Re: Patchset NTLM-Authentication

[Thomas Rast <trast@inf.ethz.ch>]

"Schmidt, Marco" <Marco.Schmidt@cassidian.com> writes:

> Thanks for your reply. I have used the wereHamster bundler service and
> created the following patch. May I ask you to test the patch and check
> again for more style violations?

Please keep these discussions public, so that others can learn and
(heaven forbid...) point out _my_ mistakes.

I'll discuss the file you attached below.  Keep in mind that unless
there is a compelling reason not to do that, you should send your
patches inline.  This allows for much easier review on the list.

> Subject: [PATCH] Allow NTLM-Authentication against a http-proxy server - Add
>  config option "http.proxyauthany" - Set CURLOPT_PROXYAUTH
>  to CURLAUTH_ANY if option curl_http_proxyauthany is true.
> 
> ---

You can already see that you did not adhere to the standard format of a
commit message: one line summary, followed by a blank line, followed by
a long description.  So the above might have been written (dropping the
Subject: pseudoheader tag now):

} Allow NTLM-Authentication against a http-proxy server
} 
} - Add config option "http.proxyauthany"
} 
} - Set CURLOPT_PROXYAUTH to CURLAUTH_ANY if option
}   curl_http_proxyauthany is true.

Now bear in mind that I have no clue about curl (except that it
downloads stuff ;-) and especially about its authentication parts.  But
allow me to sketch a different commit message that highlights what I
would like to see answered.  I am merely using the knowledge I could
glean from 2min of googling around; I am not saying that anything of it
is correct, so you should fix it as needed!

  http/curl: let user configure "any" proxy authentication

  Normally, curl uses only the "basic" authentication scheme when
  talking to proxies, which may not be desirable (it sends the password
  in cleartext) or sufficient (the author needs NTLM authentication for
  his proxy).

  Introduce the config setting http.proxyAuthAny.  When enabled, we tell
  curl to use any authentication scheme supported by the proxy.

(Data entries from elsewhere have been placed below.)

use std::time::Duration;

use tokio_stream::StreamExt;

use backflow::io::{ChannelFactory, Lines, TcpChannelFactory, TcpServer};

const ADDR: &str = "127.0.0.1:5600";

async fn run() {
    let server = TcpServer::bind(ADDR, Lines::new()).await.unwrap();
    tokio::task::spawn(async move {
        let mut incoming = std::pin::pin!(server.incoming());
        while let Some(Ok(mut connection)) = incoming.next().await {
            log::info!("[server] accepted {:?}", connection.info());
            let mut input = connection.input();
            while let Some(Ok(line)) = input.next().await {
                log::info!("[server] received: {line}");
                if let Err(err) = connection.write_and_flush(line.to_uppercase()).await {
                    log::error!("[server] write failed: {err:?}");
                    break;
                }
            }
        }
    });

    let factory = TcpChannelFactory::new(ADDR, Lines::new()).unwrap();
    let mut client = factory.connect().await.unwrap();
    let mut input = client.input();
    input.request(10);

    for i in 0..10 {
        let _ = client.write(format!("line #{i}"));
    }
    client.flush().await.unwrap();

    for _ in 0..10 {
        match tokio::time::timeout(Duration::from_secs(1), input.next()).await {
            Ok(Some(Ok(line))) => log::info!("[client] received: {line}"),
            Ok(Some(Err(err))) => {
                log::error!("[client] error: {err:?}");
                break;
            }
            Ok(None) | Err(_) => break,
        }
    }

    client.close().await.unwrap();
}

#[tokio::main(flavor = "current_thread")]
async fn main() {
    // Setup logger
    env_logger::builder()
        .filter_level(log::LevelFilter::Info) // Suppress everything below `info` for third-party modules.
        .filter_module(env!("CARGO_PKG_NAME"), log::LevelFilter::Trace) // Allow everything from current package
        .init();

    run().await;
}
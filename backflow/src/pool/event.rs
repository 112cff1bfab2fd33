use std::fmt::{Debug, Formatter};
use std::pin::Pin;
use std::task::{ready, Context, Poll};

use tokio::sync::broadcast;
use tokio::sync::broadcast::error::RecvError;
use tokio_stream::Stream;
use tokio_util::sync::ReusableBoxFuture;

/// <sup>[`serde`](https://serde.rs)</sup>
/// Pool state transitions.
///
/// Every acquire, release and eviction is reported to the limit strategy, to registered
/// [`StateChangeListener`]s and to every [`StateChangeStream`].
#[cfg_attr(feature = "serde", derive(serde::Serialize, serde::Deserialize))]
#[derive(Copy, Clone, Debug, PartialEq, Eq, Hash)]
pub enum PoolStateChange {
    /// A new physical connection was created.
    NewConnectionCreated,
    /// Creating a new physical connection failed.
    ConnectFailed,
    /// An idle connection was handed out.
    ConnectionReuse,
    /// A connection was closed and its permit returned.
    ConnectionEviction,
    /// Acquire started.
    AcquireAttempted,
    /// Acquire produced a connection.
    AcquireSucceeded,
    /// Acquire failed before a connect attempt was made.
    AcquireFailed,
    /// Release started.
    ReleaseAttempted,
    /// Release finished, either by parking or by discarding the connection.
    ReleaseSucceeded,
    /// Release was rejected.
    ReleaseFailed,
}

/// Synchronous observer of [`PoolStateChange`]s.
///
/// Called inline by the pool operation that caused the change, so implementations must be cheap
/// and must not block. Implemented for closures with matching signature.
pub trait StateChangeListener: Send + Sync {
    /// Handles a single state change.
    fn on_state_change(&self, change: PoolStateChange);
}

impl<F> StateChangeListener for F
where
    F: Fn(PoolStateChange) + Send + Sync,
{
    fn on_state_change(&self, change: PoolStateChange) {
        self(change)
    }
}

/// Stream of pool state changes.
///
/// Ends when the pool shuts down. A slow consumer that falls behind the broadcast capacity skips
/// the overwritten changes.
pub struct StateChangeStream {
    inner: ReusableBoxFuture<'static, (RecvResult, ChangeReceiver)>,
}

type RecvResult = core::result::Result<PoolStateChange, RecvError>;
type ChangeReceiver = broadcast::Receiver<PoolStateChange>;

impl StateChangeStream {
    pub(crate) fn new(rx: broadcast::Receiver<PoolStateChange>) -> Self {
        Self {
            inner: ReusableBoxFuture::new(make_future(rx)),
        }
    }

    pub(crate) fn closed() -> Self {
        let (_, rx) = broadcast::channel(1);
        Self::new(rx)
    }
}

async fn make_future(mut rx: ChangeReceiver) -> (RecvResult, ChangeReceiver) {
    let result = rx.recv().await;
    (result, rx)
}

impl Stream for StateChangeStream {
    type Item = PoolStateChange;

    fn poll_next(mut self: Pin<&mut Self>, cx: &mut Context<'_>) -> Poll<Option<Self::Item>> {
        loop {
            let (result, rx) = ready!(self.inner.poll(cx));
            self.inner.set(make_future(rx));

            match result {
                Ok(change) => return Poll::Ready(Some(change)),
                Err(RecvError::Closed) => return Poll::Ready(None),
                Err(RecvError::Lagged(skipped)) => {
                    log::warn!("state change stream lagged behind, {skipped} changes skipped");
                }
            }
        }
    }
}

impl Debug for StateChangeStream {
    fn fmt(&self, f: &mut Formatter<'_>) -> std::fmt::Result {
        f.debug_struct("StateChangeStream").finish_non_exhaustive()
    }
}
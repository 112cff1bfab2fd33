//! Backflow test utils.
//!
//! These utils are generated only when `#[cfg(test)]` enabled.

use std::sync::atomic::{AtomicUsize, Ordering};
use std::sync::{Mutex, Once};

use crate::io::producer::{InputControl, InputId};

static INIT_LOGGER: Once = Once::new();
pub const LOG_LEVEL: log::LevelFilter = log::LevelFilter::Debug;

pub fn init_logger() {
    INIT_LOGGER.call_once(|| {
        env_logger::builder()
            // Suppress everything below `warn` for third-party modules
            .filter_level(log::LevelFilter::Warn)
            // Allow everything above `LOG_LEVEL` from current package
            .filter_module(env!("CARGO_PKG_NAME"), LOG_LEVEL)
            .is_test(true)
            .try_init()
            .ok();
    });
}

/// [`InputControl`] recording every call instead of talking to an event loop.
#[derive(Debug, Default)]
pub struct RecordingControl {
    reads: AtomicUsize,
    unsubscribed: Mutex<Vec<InputId>>,
}

impl RecordingControl {
    pub fn reads(&self) -> usize {
        self.reads.load(Ordering::Acquire)
    }

    pub fn unsubscribed_ids(&self) -> Vec<InputId> {
        match self.unsubscribed.lock() {
            Ok(ids) => ids.clone(),
            Err(poisoned) => poisoned.into_inner().clone(),
        }
    }
}

impl InputControl for RecordingControl {
    fn request_read(&self) {
        self.reads.fetch_add(1, Ordering::AcqRel);
    }

    fn unsubscribed(&self, id: InputId) {
        if let Ok(mut ids) = self.unsubscribed.lock() {
            ids.push(id);
        }
    }
}
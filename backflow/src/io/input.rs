use std::fmt::{Debug, Formatter};
use std::pin::Pin;
use std::sync::atomic::{AtomicU64, Ordering};
use std::sync::Arc;
use std::task::{Context, Poll};

use tokio::sync::mpsc;
use tokio_stream::Stream;

use crate::io::producer::{InputControl, InputId, InputSignal, ReadProducer, UNBOUNDED};

use crate::prelude::*;

static NEXT_INPUT_ID: AtomicU64 = AtomicU64::new(1);

/// Inbound stream of a [`Connection`](super::Connection).
///
/// Items are delivered strictly in arrival order and only while there is outstanding demand.
/// Demand is added explicitly by [`Input::request`] or [`Input::request_unbounded`]. When the
/// stream is polled with no buffered items and no outstanding demand, it requests a single item,
/// so a plain `while let Some(item) = input.next().await` loop consumes one item at a time.
///
/// The stream ends with `None` when the channel closes or when the connection is handed to the
/// next holder of a pooled connection. Errors are terminal: after yielding `Some(Err(_))` the
/// stream yields `None`.
///
/// Dropping an input unsubscribes it. A non-pooled connection is closed once its input is dropped
/// and no other input subscriber claims the channel in the same event-loop turn.
pub struct Input<R> {
    producer: Arc<ReadProducer<R>>,
    rx: mpsc::UnboundedReceiver<InputSignal<R>>,
    done: bool,
}

impl<R> Input<R> {
    /// Creates a subscription together with the producer the channel delivers to.
    pub(crate) fn subscribe(
        auto_read: bool,
        control: Arc<dyn InputControl>,
    ) -> (Self, Arc<ReadProducer<R>>) {
        let id: InputId = NEXT_INPUT_ID.fetch_add(1, Ordering::Relaxed);
        let (tx, rx) = mpsc::unbounded_channel();
        let producer = Arc::new(ReadProducer::new(id, auto_read, tx, control));

        let input = Self {
            producer: producer.clone(),
            rx,
            done: false,
        };
        (input, producer)
    }

    /// Input that has already terminated, with an error if `err` is set.
    pub(crate) fn terminated(control: Arc<dyn InputControl>, err: Option<Error>) -> Self {
        let (input, producer) = Self::subscribe(true, control);
        match err {
            None => producer.send_on_complete(),
            Some(err) => producer.send_on_error(err),
        }
        input
    }

    /// Adds `n` items to outstanding demand.
    pub fn request(&self, n: u64) {
        self.producer.request(n);
    }

    /// Disables backpressure tracking for this input.
    pub fn request_unbounded(&self) {
        self.producer.request(UNBOUNDED);
    }

    /// Outstanding demand. Returns [`u64::MAX`] for unbounded inputs.
    pub fn requested(&self) -> u64 {
        self.producer.requested()
    }
}

impl<R> Stream for Input<R> {
    type Item = Result<R>;

    fn poll_next(self: Pin<&mut Self>, cx: &mut Context<'_>) -> Poll<Option<Self::Item>> {
        let this = self.get_mut();
        if this.done {
            return Poll::Ready(None);
        }

        match this.rx.poll_recv(cx) {
            Poll::Ready(Some(InputSignal::Item(item))) => Poll::Ready(Some(Ok(item))),
            Poll::Ready(Some(InputSignal::Error(err))) => {
                this.done = true;
                Poll::Ready(Some(Err(err)))
            }
            Poll::Ready(Some(InputSignal::Complete)) | Poll::Ready(None) => {
                this.done = true;
                Poll::Ready(None)
            }
            Poll::Pending => {
                if this.producer.requested() == 0 && this.producer.is_active() {
                    this.producer.request(1);
                }
                Poll::Pending
            }
        }
    }
}

impl<R> Debug for Input<R> {
    fn fmt(&self, f: &mut Formatter<'_>) -> std::fmt::Result {
        f.debug_struct("Input")
            .field("id", &self.producer.id())
            .field("requested", &self.producer.requested())
            .field("done", &self.done)
            .finish()
    }
}

impl<R> Drop for Input<R> {
    fn drop(&mut self) {
        self.rx.close();
        self.producer.control().unsubscribed(self.producer.id());
    }
}
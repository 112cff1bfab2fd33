//! # Connection identity

use std::fmt::{Debug, Display, Formatter};
use std::net::SocketAddr;
use std::sync::atomic::{AtomicU64, Ordering};

static NEXT_CONNECTION_ID: AtomicU64 = AtomicU64::new(1);

/// <sup>[`serde`](https://serde.rs)</sup>
/// Connection identifier.
///
/// Guaranteed to be unique during the program run and monotonically increasing, so identifiers
/// of connections created later compare greater.
#[cfg_attr(feature = "serde", derive(serde::Serialize, serde::Deserialize))]
#[derive(Copy, Clone, PartialEq, Eq, PartialOrd, Ord, Hash)]
pub struct ConnectionId(u64);

impl ConnectionId {
    /// Generates a new unique identifier.
    pub fn new() -> Self {
        Self(NEXT_CONNECTION_ID.fetch_add(1, Ordering::Relaxed))
    }

    /// Numeric value of this identifier.
    pub fn value(&self) -> u64 {
        self.0
    }
}

impl Default for ConnectionId {
    fn default() -> Self {
        Self::new()
    }
}

impl Debug for ConnectionId {
    fn fmt(&self, f: &mut Formatter<'_>) -> std::fmt::Result {
        write!(f, "#{}", self.0)
    }
}

impl Display for ConnectionId {
    fn fmt(&self, f: &mut Formatter<'_>) -> std::fmt::Result {
        write!(f, "#{}", self.0)
    }
}

/// <sup>[`serde`](https://serde.rs)</sup>
/// Information about a connection.
#[cfg_attr(feature = "serde", derive(serde::Serialize, serde::Deserialize))]
#[derive(Clone)]
pub struct ConnectionInfo {
    id: ConnectionId,
    details: ConnectionDetails,
}

/// <sup>[`serde`](https://serde.rs)</sup>
/// Transport-specific details of a connection.
#[cfg_attr(feature = "serde", derive(serde::Serialize, serde::Deserialize))]
#[derive(Clone, Debug)]
pub enum ConnectionDetails {
    /// Outgoing TCP connection.
    TcpClient {
        /// Server address.
        remote_addr: SocketAddr,
    },
    /// TCP connection accepted by a server.
    TcpServer {
        /// Server address.
        bind_addr: SocketAddr,
        /// Peer address.
        peer_addr: SocketAddr,
    },
    /// In-memory duplex transport.
    Memory {
        /// Sequence number of the transport within its factory.
        seq: u64,
    },
    /// Custom transport.
    Custom {
        /// Name of the custom transport.
        name: String,
    },
}

impl ConnectionInfo {
    /// Creates information for a new connection with a fresh identifier.
    pub fn new(details: ConnectionDetails) -> Self {
        Self {
            id: ConnectionId::new(),
            details,
        }
    }

    /// Connection `ID`.
    pub fn id(&self) -> ConnectionId {
        self.id
    }

    /// Connection details.
    pub fn details(&self) -> &ConnectionDetails {
        &self.details
    }
}

impl Debug for ConnectionInfo {
    fn fmt(&self, f: &mut Formatter<'_>) -> std::fmt::Result {
        match &self.details {
            ConnectionDetails::TcpClient { remote_addr } => {
                write!(f, "{} tcp-client -> {remote_addr}", self.id)
            }
            ConnectionDetails::TcpServer {
                bind_addr,
                peer_addr,
            } => write!(f, "{} tcp-server {bind_addr} <- {peer_addr}", self.id),
            ConnectionDetails::Memory { seq } => write!(f, "{} memory:{seq}", self.id),
            ConnectionDetails::Custom { name } => write!(f, "{} {name}", self.id),
        }
    }
}

#[cfg(test)]
mod info_tests {
    use super::*;

    #[test]
    fn connection_ids_are_unique_and_ordered() {
        let id_0 = ConnectionId::new();
        let id_1 = ConnectionId::new();

        assert_eq!(id_0, id_0);
        assert_ne!(id_0, id_1);
        assert!(id_0 < id_1);
    }

    #[test]
    fn debug_output_carries_id_and_transport() {
        let info = ConnectionInfo::new(ConnectionDetails::Memory { seq: 3 });
        let output = format!("{info:?}");

        assert!(output.starts_with(&format!("{}", info.id())));
        assert!(output.ends_with("memory:3"));
    }
}
impl<R: Send + 'static, W: Send + 'static> ChannelHandle<R, W> {
    pub(crate) fn new(
        info: ConnectionInfo,
        config: ChannelConfig,
        events: mpsc::WeakUnboundedSender<ChannelEvent<R, W>>,
        attributes: Arc<ChannelAttributes>,
        state: Closable,
    ) -> Self {
        Self {
            info,
            config,
            events,
            attributes,
            state,
        }
    }

    pub(crate) fn info(&self) -> &ConnectionInfo {
        &self.info
    }

    pub(crate) fn config(&self) -> &ChannelConfig {
        &self.config
    }

    pub(crate) fn attributes(&self) -> &ChannelAttributes {
        &self.attributes
    }

    pub(crate) fn control(&self) -> Arc<dyn InputControl> {
        ChannelControl::shared(self.events.clone())
    }

    /// Creates a connection handle, `None` if the event loop is no longer reachable.
    pub(crate) fn connection(&self, eager_input: Option<Input<R>>) -> Option<Connection<R, W>> {
        let events = self.events.upgrade()?;
        Some(Connection::new(
            self.info.clone(),
            self.config.clone(),
            events,
            self.attributes.clone(),
            self.state.clone(),
            eager_input,
        ))
    }
}

/// <sup>[`unstable`](crate#features)</sup>
/// Unspawned channel over an arbitrary duplex transport.
///
/// Custom transports create a channel from an I/O object and a codec and then either
/// [`Channel::connect`] it, which spawns the event loop and waits for the emitted
/// [`Connection`], or defer emission until an external stage (like a handshake) completes.
pub struct Channel<T, C, R, W> {
    io: T,
    codec: C,
    info: ConnectionInfo,
    config: ChannelConfig,
    transport_events: TransportEvents,
    provider: Option<EventLoopProvider>,
    events_tx: mpsc::UnboundedSender<ChannelEvent<R, W>>,
    events_rx: mpsc::UnboundedReceiver<ChannelEvent<R, W>>,
    deferred: bool,
}

impl<T, C, R, W> Channel<T, C, R, W>
where
    T: AsyncRead + AsyncWrite + Send + 'static,
    C: Decoder<Item = R, Error = Error> + Encoder<W, Error = Error> + Send + 'static,
    R: Send + 'static,
    W: Send + 'static,
{
    /// Creates a channel over `io` with default configuration.
    pub fn new(io: T, codec: C, info: ConnectionInfo) -> Self {
        let (events_tx, events_rx) = mpsc::unbounded_channel();
        Self {
            io,
            codec,
            info,
            config: ChannelConfig::default(),
            transport_events: TransportEvents::none(),
            provider: None,
            events_tx,
            events_rx,
            deferred: false,
        }
    }

    /// Sets channel configuration.
    pub fn with_config(mut self, config: ChannelConfig) -> Self {
        self.config = config;
        self
    }

    /// Sets the transport events listener.
    pub fn with_transport_events(mut self, transport_events: TransportEvents) -> Self {
        self.transport_events = transport_events;
        self
    }

    /// Sets the runtime the event loop is spawned on. Defaults to [`EventLoopProvider::global`].
    pub fn with_provider(mut self, provider: EventLoopProvider) -> Self {
        self.provider = Some(provider);
        self
    }

    #[cfg_attr(not(feature = "unstable"), allow(dead_code))]
    /// Defers connection emission until the returned trigger fires.
    ///
    /// Dropping the trigger without firing it closes the channel.
    pub fn defer_emission(&mut self) -> EmissionTrigger<R, W> {
        self.deferred = true;
        EmissionTrigger {
            events: self.events_tx.clone(),
            fired: false,
        }
    }

    /// Spawns the event loop and waits for the connection to be emitted.
    pub async fn connect(self) -> Result<Connection<R, W>> {
        let (tx, rx) = oneshot::channel();
        self.spawn(Some(tx))?;
        rx.await.map_err(|_| Error::ChannelClosed)?
    }

    /// Spawns the event loop. The connection is emitted to `subscriber`, a channel without a
    /// subscriber is closed right after it becomes active.
    pub(crate) fn spawn(
        self,
        subscriber: Option<ConnectionSubscriber<R, W>>,
    ) -> Result<JoinHandle<()>> {
        let provider = match self.provider {
            Some(provider) => provider,
            None => EventLoopProvider::global()?,
        };
        let info = self.info;
        let state = Closer::new();
        let attributes = Arc::new(ChannelAttributes::default());

        let handle = ChannelHandle::new(
            info.clone(),
            self.config.clone(),
            self.events_tx.downgrade(),
            attributes,
            state.to_closable(),
        );
        let mut bridge = ConnectionBridge::new(handle);
        if let Some(subscriber) = subscriber {
            bridge.subscribe_connection(subscriber);
        }

        let (reader, writer) = tokio::io::split(self.io);
        let task = ChannelTask {
            info: info.clone(),
            read_buf: BytesMut::with_capacity(self.config.read_buffer_capacity()),
            config: self.config,
            reader,
            writer,
            codec: self.codec,
            write_buf: BytesMut::new(),
            pending_writes: Vec::new(),
            close_replies: Vec::new(),
            events_rx: self.events_rx,
            bridge,
            state,
            transport_events: self.transport_events,
            read_closed: false,
            close_started: None,
            emitter: Some(self.events_tx),
        };

        log::trace!("[{info:?}] spawning channel event loop");
        let deferred = self.deferred;
        let handler = provider.spawn(task.run(deferred));

        Ok(provider.spawn(async move {
            if let Err(err) = handler.await {
                log::error!("[{info:?}] channel event loop failed: {err:?}");
            }
        }))
    }
}

/// Fires a deferred connection emission.
///
/// Obtained from [`Channel::defer_emission`].
#[cfg_attr(not(feature = "unstable"), allow(dead_code))]
pub struct EmissionTrigger<R, W> {
    events: mpsc::UnboundedSender<ChannelEvent<R, W>>,
    fired: bool,
}

#[cfg_attr(not(feature = "unstable"), allow(dead_code))]
impl<R, W> EmissionTrigger<R, W> {
    /// Emits the connection to its subscriber.
    pub fn fire(mut self) {
        self.fired = true;
        let _ = self.events.send(ChannelEvent::EmitConnection);
    }
}

impl<R, W> Drop for EmissionTrigger<R, W> {
    fn drop(&mut self) {
        if !self.fired {
            let _ = self.events.send(ChannelEvent::Close {
                flush: false,
                reply: None,
            });
        }
    }
}

enum Flow {
    Continue,
    Break,
}

enum Step<E> {
    Event(Option<E>),
    Read(io::Result<usize>),
}

struct ChannelTask<T, C, R, W> {
    info: ConnectionInfo,
    config: ChannelConfig,
    reader: ReadHalf<T>,
    writer: WriteHalf<T>,
    codec: C,
    read_buf: BytesMut,
    write_buf: BytesMut,
    pending_writes: Vec<oneshot::Sender<Result<()>>>,
    close_replies: Vec<oneshot::Sender<Result<()>>>,
    events_rx: mpsc::UnboundedReceiver<ChannelEvent<R, W>>,
    bridge: ConnectionBridge<R, W>,
    state: Closer,
    transport_events: TransportEvents,
    read_closed: bool,
    close_started: Option<Instant>,
    /// Keeps the queue open until the connection is emitted.
    emitter: Option<mpsc::UnboundedSender<ChannelEvent<R, W>>>,
}
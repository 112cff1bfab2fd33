use std::net::{SocketAddr, ToSocketAddrs};

use crate::prelude::*;

/// Resolves socket address.
///
/// Accepts as `addr` anything that implements [`ToSocketAddrs`], prefers IPv4 addresses if
/// available.
pub(crate) fn resolve_socket_addr(addr: impl ToSocketAddrs) -> Result<SocketAddr> {
    let mut resolved_addr = None;
    for addr in addr.to_socket_addrs()? {
        if resolved_addr.is_none() || addr.is_ipv4() {
            resolved_addr = Some(addr);
        }
        if addr.is_ipv4() {
            break;
        }
    }

    resolved_addr.ok_or_else(|| {
        Error::from(std::io::Error::new(
            std::io::ErrorKind::InvalidInput,
            "can't resolve provided socket address",
        ))
    })
}

#[cfg(test)]
mod net_tests {
    use super::*;

    #[test]
    fn resolves_literal_addresses() {
        let addr = resolve_socket_addr("127.0.0.1:5600").unwrap();
        assert_eq!(addr, "127.0.0.1:5600".parse().unwrap());
    }

    #[test]
    fn rejects_malformed_addresses() {
        assert!(resolve_socket_addr("not an address").is_err());
    }
}
//! # Default values

use std::time::Duration;

/// Default time a pooled connection may stay idle before it is considered expired.
pub const DEFAULT_MAX_IDLE_TIME: Duration = Duration::from_millis(30_000);

/// Default minimum period of the idle-connection sweep.
pub const DEFAULT_CLEANUP_FLOOR: Duration = Duration::from_millis(30);

/// Default capacity of the pool state-change broadcast channel.
pub const DEFAULT_STATE_CHANGE_CAPACITY: usize = 1024 * 32;

/// Default capacity of a channel read buffer.
pub const DEFAULT_READ_BUFFER_CAPACITY: usize = 8 * 1024;

/// Default capacity of in-memory duplex transports.
pub const DEFAULT_MEMORY_TRANSPORT_CAPACITY: usize = 64 * 1024;

pub(crate) const SHARED_RUNTIME_THREAD_NAME: &str = "backflow-event-loop";
//! # Channel attributes
//!
//! Flags shared between a connection handle, its event loop and the pool.

use std::sync::atomic::{AtomicBool, AtomicU64, Ordering};
use std::time::Duration;

const NO_KEEP_ALIVE: u64 = 0;

/// Attributes attached to a single channel.
#[derive(Debug, Default)]
pub struct ChannelAttributes {
    discard: AtomicBool,
    pooled: AtomicBool,
    keep_alive_timeout_ms: AtomicU64,
}

impl ChannelAttributes {
    /// Forces the pool to discard the connection instead of reusing it.
    pub fn mark_discard(&self) {
        self.discard.store(true, Ordering::Release);
    }

    /// Returns `true` if connection must never be reused.
    pub fn is_marked_for_discard(&self) -> bool {
        self.discard.load(Ordering::Acquire)
    }

    /// Sets a keep-alive hint supplied by the protocol layer.
    ///
    /// The hint replaces the maximum idle time of a pooled connection on its next release.
    pub fn set_keep_alive_timeout(&self, timeout: Duration) {
        let millis = (timeout.as_millis() as u64).max(1);
        self.keep_alive_timeout_ms.store(millis, Ordering::Release);
    }

    /// Keep-alive hint if one was supplied.
    pub fn keep_alive_timeout(&self) -> Option<Duration> {
        match self.keep_alive_timeout_ms.load(Ordering::Acquire) {
            NO_KEEP_ALIVE => None,
            millis => Some(Duration::from_millis(millis)),
        }
    }

    /// Returns `true` if the connection is managed by a pool.
    pub fn is_pooled(&self) -> bool {
        self.pooled.load(Ordering::Acquire)
    }

    pub(crate) fn set_pooled(&self, pooled: bool) {
        self.pooled.store(pooled, Ordering::Release);
    }
}

#[cfg(test)]
mod attributes_tests {
    use super::*;

    #[test]
    fn keep_alive_hint_is_absent_by_default() {
        let attributes = ChannelAttributes::default();
        assert!(attributes.keep_alive_timeout().is_none());

        attributes.set_keep_alive_timeout(Duration::from_secs(5));
        assert_eq!(attributes.keep_alive_timeout(), Some(Duration::from_secs(5)));
    }

    #[test]
    fn zero_keep_alive_is_not_confused_with_absence() {
        let attributes = ChannelAttributes::default();
        attributes.set_keep_alive_timeout(Duration::ZERO);
        assert_eq!(
            attributes.keep_alive_timeout(),
            Some(Duration::from_millis(1))
        );
    }
}
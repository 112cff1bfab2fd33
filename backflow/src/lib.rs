//! # Backflow
//!
//! Demand-driven connections and bounded connection pooling for [Tokio](https://tokio.rs)
//! transports.
//!
//! Each socket is served by a dedicated event loop task which hands out exactly one
//! [`Connection`](io::Connection). Inbound items reach the caller through an
//! [`Input`](io::Input) stream that never receives more than it asked for: the channel stops
//! reading from the socket until demand is signalled, and a producer that outruns demand fails
//! the stream with [`Error::MissingBackpressure`] instead of buffering. Writes are buffered by
//! the codec and acknowledged in submission order once the flush carrying them completes.
//!
//! On top of that, a [`ConnectionPool`](pool::ConnectionPool) reuses idle connections, limits
//! the number of physical connections with a permit strategy, evicts expired idle connections
//! and publishes its state changes to any number of observers.
//!
//! ```rust,no_run
//! # #[tokio::main] async fn main() -> backflow::Result<()> {
//! use backflow::io::{Lines, TcpChannelFactory};
//! use backflow::pool::{ConnectionPool, PoolConfig};
//! use tokio_stream::StreamExt;
//!
//! let factory = TcpChannelFactory::new("127.0.0.1:5600", Lines::new())?;
//! let pool = ConnectionPool::new(factory, PoolConfig::builder().max_connections(8).build()?)?;
//!
//! let mut connection = pool.acquire().await?;
//! connection.write_and_flush("hello".to_string()).await?;
//! if let Some(reply) = connection.input().next().await {
//!     println!("{}", reply?);
//! }
//! connection.close(true).await?;
//! # Ok(()) }
//! ```
//!
//! # Features
#![doc = document_features::document_features!()]
#![warn(missing_docs)]
#![deny(rustdoc::broken_intra_doc_links)]

pub mod consts;
pub mod errors;
pub mod io;
pub mod pool;
pub mod prelude;
pub mod runtime;
pub mod utils;

#[doc(inline)]
pub use errors::{Error, Result};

  This mostly parallels http.authAny which was introduced in b8ac923
  (Add an option for using any HTTP authentication scheme, not only
  basic, 2009-11-27).  http.authAny was removed, and its feature
  unconditionally enabled, in 525ecd2 (Remove http.authAny, 2009-12-28).
  However the reasoning of the latter does not apply here because XXXX.


Some notes on the code/patch: There was some trailing whitespace, please
make sure you remove it.

Usually we introduce a setting (command line option or environment
variable) that can be tweaked to override the configuration.  b8ac923
did this if you need some inspiration :-)  Otherwise you should make an
argument why this is not needed.

 +#ifdef LIBCURL_CAN_HANDLE_AUTH_ANY
> +	if (curl_http_proxyauthany) {
> +		curl_easy_setopt(result, CURLOPT_PROXYAUTH, CURLAUTH_ANY);
> +	}
> +#endif

My google is failing me as to when this feature was introduced or how
common curls without it still are.  But you could be extra doubly nice
to the user and warn if s/he enabled the feature, but git cannot adhere
to the request because curl doesn't support it.  (Then again b8ac923
didn't go that far either.)

-- 
Thomas Rast
trast@{inf,student}.ethz.ch